-- GIVEN DATA follows --
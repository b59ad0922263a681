use std::fmt;
use std::future::Future;
use std::sync::atomic::{AtomicBool, AtomicU64, Ordering};
use std::sync::{Arc, Weak};
use std::time::{Duration, Instant};

use futures::future::BoxFuture;
use futures::FutureExt;

use crate::error::ClientError;
use crate::store::atom::{Atom, SubscriptionId};

/// Identity of a query in the cache, e.g. `["reviews", "<product id>"]`
#[derive(Debug, Clone, PartialEq, Eq, Hash)]
pub struct QueryKey(Vec<String>);

impl QueryKey {
    pub fn new<I, S>(parts: I) -> Self
    where
        I: IntoIterator<Item = S>,
        S: Into<String>,
    {
        Self(parts.into_iter().map(Into::into).collect())
    }

    pub fn parts(&self) -> &[String] {
        &self.0
    }
}

impl fmt::Display for QueryKey {
    fn fmt(&self, f: &mut fmt::Formatter<'_>) -> fmt::Result {
        write!(f, "[{}]", self.0.join(", "))
    }
}

/// Snapshot of a query cell
#[derive(Debug, Clone)]
pub struct QueryState<T> {
    pub data: Option<T>,
    pub error: Option<ClientError>,
    pub is_loading: bool,
    /// When `data` was last replaced by a successful fetch
    pub updated_at: Option<Instant>,
    /// Fetch generation that produced the current data; an equal refetch keeps it
    pub generation: u64,
}

impl<T> Default for QueryState<T> {
    fn default() -> Self {
        Self {
            data: None,
            error: None,
            is_loading: false,
            updated_at: None,
            generation: 0,
        }
    }
}

impl<T> QueryState<T> {
    pub fn is_success(&self) -> bool {
        !self.is_loading && self.error.is_none() && self.data.is_some()
    }
}

pub type Fetcher<T> = Arc<dyn Fn() -> BoxFuture<'static, Result<T, ClientError>> + Send + Sync>;

/// Lazily fetched, cached reactive cell
pub struct QueryAtom<T> {
    inner: Arc<QueryInner<T>>,
}

struct QueryInner<T> {
    key: QueryKey,
    state: Atom<QueryState<T>>,
    fetcher: Fetcher<T>,
    stale_time: Duration,
    generation: AtomicU64,
    invalidated: AtomicBool,
    fetch_lock: tokio::sync::Mutex<()>,
}

impl<T> Clone for QueryAtom<T> {
    fn clone(&self) -> Self {
        Self {
            inner: Arc::clone(&self.inner),
        }
    }
}

/// Non-owning handle, used by subscriptions that must not keep a query alive
pub struct WeakQueryAtom<T> {
    inner: Weak<QueryInner<T>>,
}

impl<T> WeakQueryAtom<T> {
    pub fn upgrade(&self) -> Option<QueryAtom<T>> {
        self.inner.upgrade().map(|inner| QueryAtom { inner })
    }
}

impl<T: Clone + PartialEq + Send + Sync + 'static> QueryAtom<T> {
    pub fn new<F, Fut>(key: QueryKey, stale_time: Duration, fetch: F) -> Self
    where
        F: Fn() -> Fut + Send + Sync + 'static,
        Fut: Future<Output = Result<T, ClientError>> + Send + 'static,
    {
        let fetcher: Fetcher<T> = Arc::new(move || fetch().boxed());
        Self {
            inner: Arc::new(QueryInner {
                key,
                state: Atom::new(QueryState::default()),
                fetcher,
                stale_time,
                generation: AtomicU64::new(0),
                invalidated: AtomicBool::new(false),
                fetch_lock: tokio::sync::Mutex::new(()),
            }),
        }
    }

    pub fn key(&self) -> &QueryKey {
        &self.inner.key
    }

    pub fn state(&self) -> QueryState<T> {
        self.inner.state.get()
    }

    pub fn data(&self) -> Option<T> {
        self.inner.state.with(|state| state.data.clone())
    }

    pub fn downgrade(&self) -> WeakQueryAtom<T> {
        WeakQueryAtom {
            inner: Arc::downgrade(&self.inner),
        }
    }

    /// Fresh means: fetched successfully, within stale time, not invalidated since
    pub fn is_fresh(&self) -> bool {
        if self.inner.invalidated.load(Ordering::SeqCst) {
            return false;
        }
        let stale_time = self.inner.stale_time;
        self.inner.state.with(|state| {
            state.error.is_none()
                && state.data.is_some()
                && state
                    .updated_at
                    .map(|at| at.elapsed() < stale_time)
                    .unwrap_or(false)
        })
    }

    /// Serve the cached result if fresh, otherwise fetch; concurrent loads share one fetch
    pub async fn load(&self) -> QueryState<T> {
        if self.is_fresh() {
            return self.state();
        }

        let _guard = self.inner.fetch_lock.lock().await;
        if self.is_fresh() {
            return self.state();
        }
        self.fetch_locked().await
    }

    /// Always fetch, keeping previous data visible while loading
    pub async fn refetch(&self) -> QueryState<T> {
        let _guard = self.inner.fetch_lock.lock().await;
        self.fetch_locked().await
    }

    /// Mark stale; the next `load` refetches but current data stays readable
    pub fn invalidate(&self) {
        self.inner.invalidated.store(true, Ordering::SeqCst);
        tracing::debug!(key = %self.inner.key, "query invalidated");
    }

    /// Drop cached data and discard any in-flight result
    pub fn reset(&self) {
        let generation = self.inner.generation.fetch_add(1, Ordering::SeqCst) + 1;
        self.inner.invalidated.store(false, Ordering::SeqCst);
        self.inner.state.set(QueryState {
            generation,
            ..QueryState::default()
        });
        tracing::debug!(key = %self.inner.key, generation, "query reset");
    }

    pub fn subscribe(&self, listener: impl Fn(&QueryState<T>) + Send + Sync + 'static) -> SubscriptionId {
        self.inner.state.subscribe(listener)
    }

    pub fn unsubscribe(&self, id: SubscriptionId) -> bool {
        self.inner.state.unsubscribe(id)
    }

    async fn fetch_locked(&self) -> QueryState<T> {
        let generation = self.inner.generation.fetch_add(1, Ordering::SeqCst) + 1;
        self.inner.invalidated.store(false, Ordering::SeqCst);
        self.inner.state.update(|state| state.is_loading = true);

        tracing::debug!(key = %self.inner.key, generation, "query fetch started");
        let result = (self.inner.fetcher)().await;

        let current = &self.inner.generation;
        let applied = self.inner.state.try_update(|state| {
            // A reset while we were waiting makes this result stale
            if current.load(Ordering::SeqCst) != generation {
                return false;
            }
            state.is_loading = false;
            match result {
                Ok(data) => {
                    if state.data.as_ref() != Some(&data) {
                        state.data = Some(data);
                        state.generation = generation;
                    } else {
                        tracing::trace!(key = %self.inner.key, generation, "query result unchanged");
                    }
                    state.error = None;
                    state.updated_at = Some(Instant::now());
                }
                Err(err) => {
                    tracing::warn!(key = %self.inner.key, "query failed: {}", err);
                    state.error = Some(err);
                }
            }
            true
        });

        if !applied {
            tracing::debug!(key = %self.inner.key, generation, "discarding superseded query result");
        }

        self.state()
    }
}

#[cfg(test)]
mod tests {
    use super::*;
    use std::sync::atomic::AtomicUsize;
    use std::sync::Mutex;
    use tokio::sync::oneshot;

    fn counting_query(stale_time: Duration) -> (QueryAtom<usize>, Arc<AtomicUsize>) {
        let calls = Arc::new(AtomicUsize::new(0));
        let counter = calls.clone();
        let query = QueryAtom::new(QueryKey::new(["count"]), stale_time, move || {
            let counter = counter.clone();
            async move { Ok(counter.fetch_add(1, Ordering::SeqCst) + 1) }
        });
        (query, calls)
    }

    #[tokio::test]
    async fn test_load_reuses_fresh_result() {
        let (query, calls) = counting_query(Duration::from_secs(60));

        assert_eq!(query.load().await.data, Some(1));
        assert_eq!(query.load().await.data, Some(1));
        assert_eq!(calls.load(Ordering::SeqCst), 1);
    }

    #[tokio::test]
    async fn test_zero_stale_time_always_refetches() {
        let (query, calls) = counting_query(Duration::ZERO);

        query.load().await;
        query.load().await;
        assert_eq!(calls.load(Ordering::SeqCst), 2);
    }

    #[tokio::test]
    async fn test_invalidate_keeps_data_until_next_load() {
        let (query, _) = counting_query(Duration::from_secs(60));
        query.load().await;

        query.invalidate();
        assert_eq!(query.data(), Some(1));
        assert!(!query.is_fresh());

        assert_eq!(query.load().await.data, Some(2));
    }

    #[tokio::test]
    async fn test_refetch_bypasses_cache() {
        let (query, calls) = counting_query(Duration::from_secs(60));
        query.load().await;
        let state = query.refetch().await;

        assert_eq!(state.data, Some(2));
        assert_eq!(state.generation, 2);
        assert_eq!(calls.load(Ordering::SeqCst), 2);
    }

    #[tokio::test]
    async fn test_equal_refetch_keeps_generation() {
        let query = QueryAtom::new(QueryKey::new(["menu"]), Duration::ZERO, || async {
            Ok(vec!["espresso".to_string(), "latte".to_string()])
        });

        let first = query.load().await;
        let second = query.load().await;
        let third = query.refetch().await;

        assert_eq!(first.generation, 1);
        assert_eq!(second.generation, 1);
        assert_eq!(third.generation, 1);
        assert!(third.updated_at >= first.updated_at);
        assert!(third.is_success());
    }

    #[tokio::test]
    async fn test_error_between_equal_results_keeps_generation() {
        let attempts = Arc::new(AtomicUsize::new(0));
        let counter = attempts.clone();
        let query = QueryAtom::new(QueryKey::new(["flaky-menu"]), Duration::ZERO, move || {
            let counter = counter.clone();
            async move {
                if counter.fetch_add(1, Ordering::SeqCst) == 1 {
                    Err(ClientError::transport("connection reset"))
                } else {
                    Ok("menu".to_string())
                }
            }
        });

        assert_eq!(query.load().await.generation, 1);
        let failed = query.load().await;
        assert!(failed.error.is_some());
        assert_eq!(failed.generation, 1);

        let recovered = query.load().await;
        assert!(recovered.is_success());
        assert_eq!(recovered.generation, 1);
    }

    #[tokio::test]
    async fn test_error_is_exposed_and_retried_on_next_load() {
        let attempts = Arc::new(AtomicUsize::new(0));
        let counter = attempts.clone();
        let query = QueryAtom::new(QueryKey::new(["flaky"]), Duration::from_secs(60), move || {
            let counter = counter.clone();
            async move {
                if counter.fetch_add(1, Ordering::SeqCst) == 0 {
                    Err(ClientError::transport("connection reset"))
                } else {
                    Ok("ok".to_string())
                }
            }
        });

        let failed = query.load().await;
        assert!(failed.error.is_some());
        assert!(!failed.is_loading);
        assert!(failed.data.is_none());

        let recovered = query.load().await;
        assert!(recovered.is_success());
        assert_eq!(recovered.data.as_deref(), Some("ok"));
    }

    #[tokio::test]
    async fn test_subscribers_see_loading_then_result() {
        let (query, _) = counting_query(Duration::from_secs(60));
        let seen = Arc::new(Mutex::new(Vec::new()));

        let sink = seen.clone();
        query.subscribe(move |state| sink.lock().unwrap().push((state.is_loading, state.data)));
        query.load().await;

        assert_eq!(*seen.lock().unwrap(), vec![(true, None), (false, Some(1))]);
    }

    #[tokio::test]
    async fn test_reset_discards_in_flight_result() {
        let (tx, rx) = oneshot::channel::<usize>();
        let rx = Arc::new(Mutex::new(Some(rx)));
        let query = QueryAtom::new(QueryKey::new(["slow"]), Duration::from_secs(60), move || {
            let rx = rx.lock().unwrap().take();
            async move {
                match rx {
                    Some(rx) => rx.await.map_err(|e| ClientError::transport(e.to_string())),
                    None => Ok(0),
                }
            }
        });

        let loader = query.clone();
        let pending = tokio::spawn(async move { loader.load().await });
        tokio::task::yield_now().await;
        while !query.state().is_loading {
            tokio::task::yield_now().await;
        }

        query.reset();
        tx.send(42).unwrap();
        let finished = pending.await.unwrap();

        assert_eq!(finished.data, None);
        assert_eq!(query.data(), None);
    }

    #[tokio::test]
    async fn test_concurrent_loads_share_one_fetch() {
        let (query, calls) = counting_query(Duration::from_secs(60));

        let (a, b) = tokio::join!(query.load(), query.load());
        assert_eq!(a.data, Some(1));
        assert_eq!(b.data, Some(1));
        assert_eq!(calls.load(Ordering::SeqCst), 1);
    }

    #[test]
    fn test_key_display() {
        let key = QueryKey::new(["reviews", "abc"]);
        assert_eq!(key.to_string(), "[reviews, abc]");
        assert_eq!(key.parts().len(), 2);
    }
}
-- GIVEN DATA concluded --
An exact copy of the lines from the one with "assert_eq!(b.data, Some(1));" through the final line of the entries is the whole answer.

        assert_eq!(b.data, Some(1));
        assert_eq!(calls.load(Ordering::SeqCst), 1);
    }

    #[test]
    fn test_key_display() {
        let key = QueryKey::new(["reviews", "abc"]);
        assert_eq!(key.to_string(), "[reviews, abc]");
        assert_eq!(key.parts().len(), 2);
    }
}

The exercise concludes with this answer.